藤 イランは外交に長けています。「危機」と報道されるイランよりも、OPEC主要生産国のサウジアラビアやイラクで危機が起こる可能性が高いです。米大手証券の格付け機関ムーディーズは、ムハンマド皇太子の失政で財源が悪化して消費税が5%から15%に上がり、公務員の給与を半分にする動きから、「第2のアラブの春」が起こるのはサウジアラビアではないかと予想しています。イランの石油産出量は1日当たり200万バレル以上もありますが、日本はイランから石油を輸入していません。一方、サウジアラビアとイラクの情勢が不安定になると、石油輸入が大打撃を受け、市場にあふれるマネーが流れ込み、激しいインフレが起こることが懸念されます。
イエメンの内戦は、武器や軍事資金を援助しているサウジアラビアとイランの代理戦争です。米国は、バイデン政権がイエメン内戦の解決に向けて「ゴーサイン」を出したので、国連の特使も紛争解決に向けてイランを訪問しており、大きな進展があるでしょう。
菅沼 米国は、対テロ作戦と称して戦争を起こし、イラクやアフガニスタンを弱体化しました。その結果、中東ではイランの勢力が急拡大しています。
かつて安倍晋三前首相は秘書官として安倍晋太郎外務大臣のイラン訪問に同行したことがあり、最高指導者のハメネイ師との関係を築いていますが、中東の対立の複雑さは日本人の理解の範囲を超えるものがあり、結局イランと米国との仲裁はできませんでした。
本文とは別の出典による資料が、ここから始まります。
use std::sync::Arc;

use axum::Json;
use axum::Router;
use axum::extract::{Path, State};
use axum::routing::{get, post};
use serde::Deserialize;
use uuid::Uuid;

use crate::error::AppError;
use crate::lifecycle::order::{self, PlaceOrderRequest, SubmitReviewRequest};
use crate::models::order::Order;
use crate::models::review::Review;
use crate::models::{PaymentMethod, Role};
use crate::state::AppState;

pub fn router() -> Router<Arc<AppState>> {
    Router::new()
        .route("/orders", post(place_order))
        .route("/orders/:id", get(get_order))
        .route("/orders/:id/accept", post(accept_order))
        .route("/orders/:id/assign", post(assign_driver))
        .route("/orders/:id/payment-method", post(choose_payment_method))
        .route("/orders/:id/advance", post(advance_status))
        .route("/orders/:id/payment-sent", post(confirm_payment_sent))
        .route("/orders/:id/payment-received", post(acknowledge_payment))
        .route("/orders/:id/reviews", post(submit_review))
}

#[derive(Deserialize)]
pub struct RestaurantActor {
    pub restaurant_id: Uuid,
}

#[derive(Deserialize)]
pub struct DriverActor {
    pub driver_id: Uuid,
}

#[derive(Deserialize)]
pub struct CustomerActor {
    pub customer_id: Uuid,
}

#[derive(Deserialize)]
pub struct ChoosePaymentMethodRequest {
    pub customer_id: Uuid,
    pub method: PaymentMethod,
}

#[derive(Deserialize)]
pub struct AdvanceRequest {
    pub actor_id: Uuid,
    pub role: Role,
}

async fn place_order(
    State(state): State<Arc<AppState>>,
    Json(payload): Json<PlaceOrderRequest>,
) -> Result<Json<Order>, AppError> {
    order::place_order(&state, payload).map(Json)
}

async fn get_order(
    State(state): State<Arc<AppState>>,
    Path(id): Path<Uuid>,
) -> Result<Json<Order>, AppError> {
    let order = state
        .orders
        .get(&id)
        .ok_or_else(|| AppError::NotFound(format!("order {id} not found")))?;

    Ok(Json(order.value().clone()))
}

async fn accept_order(
    State(state): State<Arc<AppState>>,
    Path(id): Path<Uuid>,
    Json(payload): Json<RestaurantActor>,
) -> Result<Json<Order>, AppError> {
    order::accept_order(&state, id, payload.restaurant_id).map(Json)
}

async fn assign_driver(
    State(state): State<Arc<AppState>>,
    Path(id): Path<Uuid>,
    Json(payload): Json<DriverActor>,
) -> Result<Json<Order>, AppError> {
    order::assign_driver(&state, id, payload.driver_id).map(Json)
}

async fn choose_payment_method(
    State(state): State<Arc<AppState>>,
    Path(id): Path<Uuid>,
    Json(payload): Json<ChoosePaymentMethodRequest>,
) -> Result<Json<Order>, AppError> {
    order::choose_payment_method(&state, id, payload.customer_id, payload.method).map(Json)
}

async fn advance_status(
    State(state): State<Arc<AppState>>,
    Path(id): Path<Uuid>,
    Json(payload): Json<AdvanceRequest>,
) -> Result<Json<Order>, AppError> {
    order::advance_status(&state, id, payload.actor_id, payload.role).map(Json)
}

async fn confirm_payment_sent(
    State(state): State<Arc<AppState>>,
    Path(id): Path<Uuid>,
    Json(payload): Json<CustomerActor>,
) -> Result<Json<Order>, AppError> {
    order::confirm_payment_sent(&state, id, payload.customer_id).map(Json)
}

async fn acknowledge_payment(
    State(state): State<Arc<AppState>>,
    Path(id): Path<Uuid>,
    Json(payload): Json<DriverActor>,
) -> Result<Json<Order>, AppError> {
    order::acknowledge_payment(&state, id, payload.driver_id).map(Json)
}

async fn submit_review(
    State(state): State<Arc<AppState>>,
    Path(id): Path<Uuid>,
    Json(payload): Json<SubmitReviewRequest>,
) -> Result<Json<Review>, AppError> {
    order::submit_review(&state, id, payload).map(Json)
}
藤 米国は自国が支配できる世界秩序を保つため、イランが大帝国になるのを阻止すべく、イスラエルに力を付けさせて勢力を削ごうとしています。日本は中東で紛争が起こると石油の輸入が止まりダメージを受けますが、脱炭素政策で中東の原油に対する米国の関心がなくなると、中東との外交で日本が軽視される恐れがあります。
菅沼 脱石油が進むと、石油資源のある中東は米国にとって外交上の重要性が下がるでしょう。
富の源泉は石油からデータへ
浜田 21世紀は石油に代わって、データが富を生むと言われています。
菅沼 1971年のニクソンショックで「紙切れ」になったドルが、その後も基軸通貨として信用されたのは、世界が石油代金をドルで支払っていたからです。ニクソンショックの後、キッシンジャー氏がサウジアラビアを急遽訪問し、安全保障を担保する代わりに石油をドル決済とすることを取り付けたのです。一方、サダム・フセイン大統領がイラク産の石油をユーロ決済にしようとしたときは、米国が基軸通貨ドルを守るべくイラクを軍事攻撃しました。石油に代わりにデータが富を生む時代になると、基軸通貨ドルの信用はどこから生まれるのでしょうか。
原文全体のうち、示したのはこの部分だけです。